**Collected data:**
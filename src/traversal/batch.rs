use std::ops::Deref;

/// An ordered group of items fetched in one page request
///
/// `index` starts at 0 and increases by one for every batch a traversal yields.
#[derive(Debug, Clone, PartialEq)]
pub struct Batch<T> {
    index: usize,
    items: Vec<T>,
}

impl<T> Batch<T> {
    pub fn new(index: usize, items: Vec<T>) -> Self {
        Self { index, items }
    }

    pub fn index(&self) -> usize {
        self.index
    }

    pub fn items(&self) -> &[T] {
        &self.items
    }

    pub fn into_items(self) -> Vec<T> {
        self.items
    }
}

impl<T> Deref for Batch<T> {
    type Target = [T];

    fn deref(&self) -> &Self::Target {
        &self.items
    }
}

impl<T> IntoIterator for Batch<T> {
    type Item = T;
    type IntoIter = std::vec::IntoIter<T>;

    fn into_iter(self) -> Self::IntoIter {
        self.items.into_iter()
    }
}

impl<'a, T> IntoIterator for &'a Batch<T> {
    type Item = &'a T;
    type IntoIter = std::slice::Iter<'a, T>;

    fn into_iter(self) -> Self::IntoIter {
        self.items.iter()
    }
}
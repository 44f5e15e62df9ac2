//! # Structured Logging Module
//!
//! Environment-aware console logging for traversal and migration runs.

use crate::constants::env;
use std::sync::OnceLock;
use tracing_subscriber::{fmt, layer::SubscriberExt, util::SubscriberInitExt, EnvFilter, Layer};

static LOGGER_INITIALIZED: OnceLock<()> = OnceLock::new();

/// Initialize structured logging with environment-specific configuration
///
/// `RUST_LOG` wins when set; otherwise the level follows the deployment
/// environment. Set `TRAVERSER_LOG_FORMAT=json` for JSON lines.
pub fn init_structured_logging() {
    LOGGER_INITIALIZED.get_or_init(|| {
        let environment = get_environment();
        let filter = EnvFilter::try_from_default_env()
            .unwrap_or_else(|_| EnvFilter::new(get_log_level(&environment)));
        let json = std::env::var(env::LOG_FORMAT)
            .map(|format| format.eq_ignore_ascii_case("json"))
            .unwrap_or(false);

        let console_layer = if json {
            fmt::layer()
                .with_target(true)
                .with_level(true)
                .json()
                .with_filter(filter)
                .boxed()
        } else {
            fmt::layer()
                .with_target(true)
                .with_thread_ids(true)
                .with_level(true)
                .with_ansi(true)
                .with_filter(filter)
                .boxed()
        };

        // A host application may already own the global subscriber
        if tracing_subscriber::registry()
            .with(console_layer)
            .try_init()
            .is_err()
        {
            tracing::debug!("Global tracing subscriber already initialized - continuing with existing subscriber");
        }

        tracing::info!(
            environment = %environment,
            json = json,
            "Structured logging initialized"
        );
    });
}

/// Get current environment from environment variables
fn get_environment() -> String {
    std::env::var(env::ENVIRONMENT)
        .or_else(|_| std::env::var("APP_ENV"))
        .unwrap_or_else(|_| "development".to_string())
}

/// Get log level based on environment
fn get_log_level(environment: &str) -> &'static str {
    match environment {
        "production" => "info",
        _ => "debug",
    }
}

/// Log structured data for a single batch lifecycle event
pub fn log_batch_operation(
    operation: &str,
    batch_index: usize,
    doc_count: usize,
    in_flight: usize,
    details: Option<&str>,
) {
    tracing::debug!(
        operation = %operation,
        batch_index = batch_index,
        doc_count = doc_count,
        in_flight = in_flight,
        details = details,
        "BATCH_OPERATION"
    );
}
//! # Update Requests
//!
//! An update comes in one of three shapes: static update data, a single
//! field/value pair, or a per-document getter, each with an optional predicate.
//! [`UpdateRequest`] is the closed set of those shapes; [`resolve_update_args`]
//! builds one from loosely typed positional arguments using the rule:
//!
//! 1. a callable first argument is the getter form;
//! 2. otherwise exactly two arguments with a non-callable second is the
//!    field/value form (three arguments ending in a predicate are accepted too);
//! 3. anything else is the static-data form.
//!
//! Either way the request is resolved once into a [`DocumentMutation`], the only
//! thing the traversal handler ever sees.

use super::document::{Document, FieldPath, UpdateData};
use super::write_batch::WriteBatch;
use crate::error::{TraversalError, TraversalResult};
use serde_json::Value;
use std::fmt;
use std::sync::Arc;

/// Decides per document whether the update applies; an error fails the batch
pub type UpdatePredicate<D> = Arc<dyn Fn(&D) -> anyhow::Result<bool> + Send + Sync>;

/// Computes the update data for one document; an error fails the batch
pub type UpdateDataGetter<D> = Arc<dyn Fn(&D) -> anyhow::Result<UpdateData> + Send + Sync>;

/// Wrap an infallible predicate
pub fn predicate_fn<D, P>(predicate: P) -> UpdatePredicate<D>
where
    D: 'static,
    P: Fn(&D) -> bool + Send + Sync + 'static,
{
    Arc::new(move |doc: &D| -> anyhow::Result<bool> { Ok(predicate(doc)) })
}

/// Wrap an infallible getter
pub fn getter_fn<D, G>(getter: G) -> UpdateDataGetter<D>
where
    D: 'static,
    G: Fn(&D) -> UpdateData + Send + Sync + 'static,
{
    Arc::new(move |doc: &D| -> anyhow::Result<UpdateData> { Ok(getter(doc)) })
}

pub enum UpdateRequest<D> {
    /// Apply the same update data to every matching document
    Data {
        data: UpdateData,
        predicate: Option<UpdatePredicate<D>>,
    },
    /// Set one field on every matching document
    Field {
        path: FieldPath,
        value: Value,
        predicate: Option<UpdatePredicate<D>>,
    },
    /// Apply update data computed from each matching document
    Computed {
        getter: UpdateDataGetter<D>,
        predicate: Option<UpdatePredicate<D>>,
    },
}

impl<D> UpdateRequest<D> {
    pub fn data(data: UpdateData) -> Self {
        UpdateRequest::Data {
            data,
            predicate: None,
        }
    }

    pub fn field(path: impl Into<FieldPath>, value: impl Into<Value>) -> Self {
        UpdateRequest::Field {
            path: path.into(),
            value: value.into(),
            predicate: None,
        }
    }

    pub fn computed<G>(getter: G) -> Self
    where
        G: Fn(&D) -> UpdateData + Send + Sync + 'static,
        D: 'static,
    {
        UpdateRequest::Computed {
            getter: getter_fn(getter),
            predicate: None,
        }
    }

    /// Computed form whose getter may fail
    pub fn try_computed<G>(getter: G) -> Self
    where
        G: Fn(&D) -> anyhow::Result<UpdateData> + Send + Sync + 'static,
    {
        UpdateRequest::Computed {
            getter: Arc::new(getter),
            predicate: None,
        }
    }

    /// Only update documents for which `predicate` returns `true`
    pub fn when<P>(self, predicate: P) -> Self
    where
        P: Fn(&D) -> bool + Send + Sync + 'static,
        D: 'static,
    {
        self.with_predicate(Some(predicate_fn(predicate)))
    }

    /// Like [`when`](Self::when), for predicates that can fail
    pub fn try_when<P>(self, predicate: P) -> Self
    where
        P: Fn(&D) -> anyhow::Result<bool> + Send + Sync + 'static,
    {
        self.with_predicate(Some(Arc::new(predicate)))
    }

    pub fn with_predicate(self, predicate: Option<UpdatePredicate<D>>) -> Self {
        match self {
            UpdateRequest::Data { data, .. } => UpdateRequest::Data { data, predicate },
            UpdateRequest::Field { path, value, .. } => UpdateRequest::Field {
                path,
                value,
                predicate,
            },
            UpdateRequest::Computed { getter, .. } => UpdateRequest::Computed { getter, predicate },
        }
    }

    pub fn kind(&self) -> &'static str {
        match self {
            UpdateRequest::Data { .. } => "data",
            UpdateRequest::Field { .. } => "field",
            UpdateRequest::Computed { .. } => "computed",
        }
    }

    pub fn has_predicate(&self) -> bool {
        match self {
            UpdateRequest::Data { predicate, .. }
            | UpdateRequest::Field { predicate, .. }
            | UpdateRequest::Computed { predicate, .. } => predicate.is_some(),
        }
    }

    /// Validate the request and turn it into the per-document mutation
    pub fn resolve(self) -> TraversalResult<DocumentMutation<D>> {
        let (strategy, predicate) = match self {
            UpdateRequest::Data { data, predicate } => {
                if data.is_empty() {
                    return Err(TraversalError::validation(
                        "update data must be a non-empty object",
                    ));
                }
                for key in data.keys() {
                    FieldPath::from(key.as_str()).validate()?;
                }
                (MutationStrategy::Merge(data), predicate)
            }
            UpdateRequest::Field {
                path,
                value,
                predicate,
            } => {
                path.validate()?;
                (MutationStrategy::SetField(path, value), predicate)
            }
            UpdateRequest::Computed { getter, predicate } => {
                (MutationStrategy::Computed(getter), predicate)
            }
        };
        Ok(DocumentMutation {
            strategy,
            predicate,
        })
    }
}

impl<D> fmt::Debug for UpdateRequest<D> {
    fn fmt(&self, f: &mut fmt::Formatter<'_>) -> fmt::Result {
        let mut debug = f.debug_struct("UpdateRequest");
        debug.field("kind", &self.kind());
        match self {
            UpdateRequest::Data { data, .. } => debug.field("data", data),
            UpdateRequest::Field { path, value, .. } => {
                debug.field("path", path).field("value", value)
            }
            UpdateRequest::Computed { .. } => &mut debug,
        };
        debug.field("has_predicate", &self.has_predicate()).finish()
    }
}

/// One loosely typed positional argument to an update call
pub enum UpdateArg<D> {
    /// A plain value: update data object, field name or field value
    Value(Value),
    /// An explicit field path
    Path(FieldPath),
    Getter(UpdateDataGetter<D>),
    Predicate(UpdatePredicate<D>),
}

impl<D> UpdateArg<D> {
    pub fn value(value: impl Into<Value>) -> Self {
        UpdateArg::Value(value.into())
    }

    pub fn getter<G>(getter: G) -> Self
    where
        G: Fn(&D) -> UpdateData + Send + Sync + 'static,
        D: 'static,
    {
        UpdateArg::Getter(getter_fn(getter))
    }

    pub fn predicate<P>(predicate: P) -> Self
    where
        P: Fn(&D) -> bool + Send + Sync + 'static,
        D: 'static,
    {
        UpdateArg::Predicate(predicate_fn(predicate))
    }

    pub fn is_callable(&self) -> bool {
        matches!(self, UpdateArg::Getter(_) | UpdateArg::Predicate(_))
    }

    fn describe(&self) -> &'static str {
        match self {
            UpdateArg::Value(Value::Object(_)) => "object",
            UpdateArg::Value(Value::String(_)) => "string",
            UpdateArg::Value(_) => "value",
            UpdateArg::Path(_) => "field path",
            UpdateArg::Getter(_) => "getter",
            UpdateArg::Predicate(_) => "predicate",
        }
    }

    fn into_field_path(self) -> Option<FieldPath> {
        match self {
            UpdateArg::Value(Value::String(name)) => Some(FieldPath::from(name)),
            UpdateArg::Path(path) => Some(path),
            _ => None,
        }
    }

    fn is_field_like(&self) -> bool {
        matches!(self, UpdateArg::Value(Value::String(_)) | UpdateArg::Path(_))
    }
}

impl<D> From<Value> for UpdateArg<D> {
    fn from(value: Value) -> Self {
        UpdateArg::Value(value)
    }
}

impl<D> From<FieldPath> for UpdateArg<D> {
    fn from(path: FieldPath) -> Self {
        UpdateArg::Path(path)
    }
}

impl<D> From<UpdateData> for UpdateArg<D> {
    fn from(data: UpdateData) -> Self {
        UpdateArg::Value(Value::Object(data))
    }
}

/// Resolve positional update arguments into an [`UpdateRequest`]
pub fn resolve_update_args<D>(args: Vec<UpdateArg<D>>) -> TraversalResult<UpdateRequest<D>> {
    let arg_count = args.len();
    if arg_count == 0 || arg_count > 3 {
        return Err(TraversalError::validation(format!(
            "update expects 1 to 3 arguments, got {arg_count}"
        )));
    }

    let mut args = args.into_iter();
    let first = args.next().ok_or_else(|| TraversalError::validation("missing first argument"))?;
    let second = args.next();
    let third = args.next();

    if first.is_callable() {
        let getter = match first {
            UpdateArg::Getter(getter) => getter,
            other => {
                return Err(TraversalError::validation(format!(
                    "a callable first argument must be an update data getter, got {}",
                    other.describe()
                )))
            }
        };
        if third.is_some() {
            return Err(TraversalError::validation(
                "the getter form accepts at most a predicate after the getter",
            ));
        }
        let predicate = optional_predicate(second)?;
        return Ok(UpdateRequest::Computed { getter, predicate });
    }

    let second_is_callable = second.as_ref().is_some_and(UpdateArg::is_callable);
    let field_form = (arg_count == 2 && !second_is_callable)
        || (arg_count == 3
            && first.is_field_like()
            && !second_is_callable
            && matches!(third, Some(UpdateArg::Predicate(_))));

    if field_form {
        let described = first.describe();
        let path = first.into_field_path().ok_or_else(|| {
            TraversalError::validation(format!(
                "the field/value form needs a field name or path first, got {described}"
            ))
        })?;
        let value = match second {
            Some(UpdateArg::Value(value)) => value,
            Some(other) => {
                return Err(TraversalError::validation(format!(
                    "field value must be a plain value, got {}",
                    other.describe()
                )))
            }
            None => return Err(TraversalError::validation("missing field value")),
        };
        let predicate = optional_predicate(third)?;
        return Ok(UpdateRequest::Field {
            path,
            value,
            predicate,
        });
    }

    let data = match first {
        UpdateArg::Value(Value::Object(data)) => data,
        other => {
            return Err(TraversalError::validation(format!(
                "update data must be an object, got {}",
                other.describe()
            )))
        }
    };
    if third.is_some() {
        return Err(TraversalError::validation(
            "the update data form accepts at most a predicate after the data",
        ));
    }
    let predicate = optional_predicate(second)?;
    Ok(UpdateRequest::Data { data, predicate })
}

fn optional_predicate<D>(arg: Option<UpdateArg<D>>) -> TraversalResult<Option<UpdatePredicate<D>>> {
    match arg {
        None => Ok(None),
        Some(UpdateArg::Predicate(predicate)) => Ok(Some(predicate)),
        Some(other) => Err(TraversalError::validation(format!(
            "expected a predicate, got {}",
            other.describe()
        ))),
    }
}

enum MutationStrategy<D> {
    Merge(UpdateData),
    SetField(FieldPath, Value),
    Computed(UpdateDataGetter<D>),
}

/// The per-document mutation an update request resolves to
pub struct DocumentMutation<D> {
    strategy: MutationStrategy<D>,
    predicate: Option<UpdatePredicate<D>>,
}

impl<D: Document> DocumentMutation<D> {
    /// Stage the mutation for `doc` unless the predicate rejects it
    ///
    /// Returns whether a mutation was staged. Predicate and getter failures are
    /// `Handler` errors for `batch_index`; a rejected stage is a `Stage` error.
    pub fn apply<W>(&self, batch: &mut W, doc: &D, batch_index: usize) -> TraversalResult<bool>
    where
        W: WriteBatch<Ref = D::Ref>,
    {
        let reference = doc.reference();
        let handler_error = |what: &str, e: anyhow::Error| TraversalError::Handler {
            batch_index,
            reason: format!("{what} failed for {reference:?}: {e:#}"),
        };

        if let Some(predicate) = &self.predicate {
            if !predicate(doc).map_err(|e| handler_error("predicate", e))? {
                return Ok(false);
            }
        }

        let staged = match &self.strategy {
            MutationStrategy::Merge(data) => batch.stage_field_merge(&reference, data.clone()),
            MutationStrategy::SetField(path, value) => {
                batch.stage_field_path_update(&reference, path, value.clone())
            }
            MutationStrategy::Computed(getter) => {
                let data = getter(doc).map_err(|e| handler_error("update data getter", e))?;
                if data.is_empty() {
                    Err(anyhow::anyhow!("computed update data for {reference:?} is empty"))
                } else {
                    batch.stage_field_merge(&reference, data)
                }
            }
        };
        staged.map_err(|e| TraversalError::Stage {
            batch_index,
            reason: format!("{e:#}"),
        })?;
        Ok(true)
    }
}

**Task description:**
Look through the entries above and find each line where the word "true" occurs; copy those lines.

**Answer below:**
                .with_target(true)
                .with_level(true)
                .with_target(true)
                .with_thread_ids(true)
                .with_level(true)
                .with_ansi(true)
    /// Only update documents for which `predicate` returns `true`
        Ok(true)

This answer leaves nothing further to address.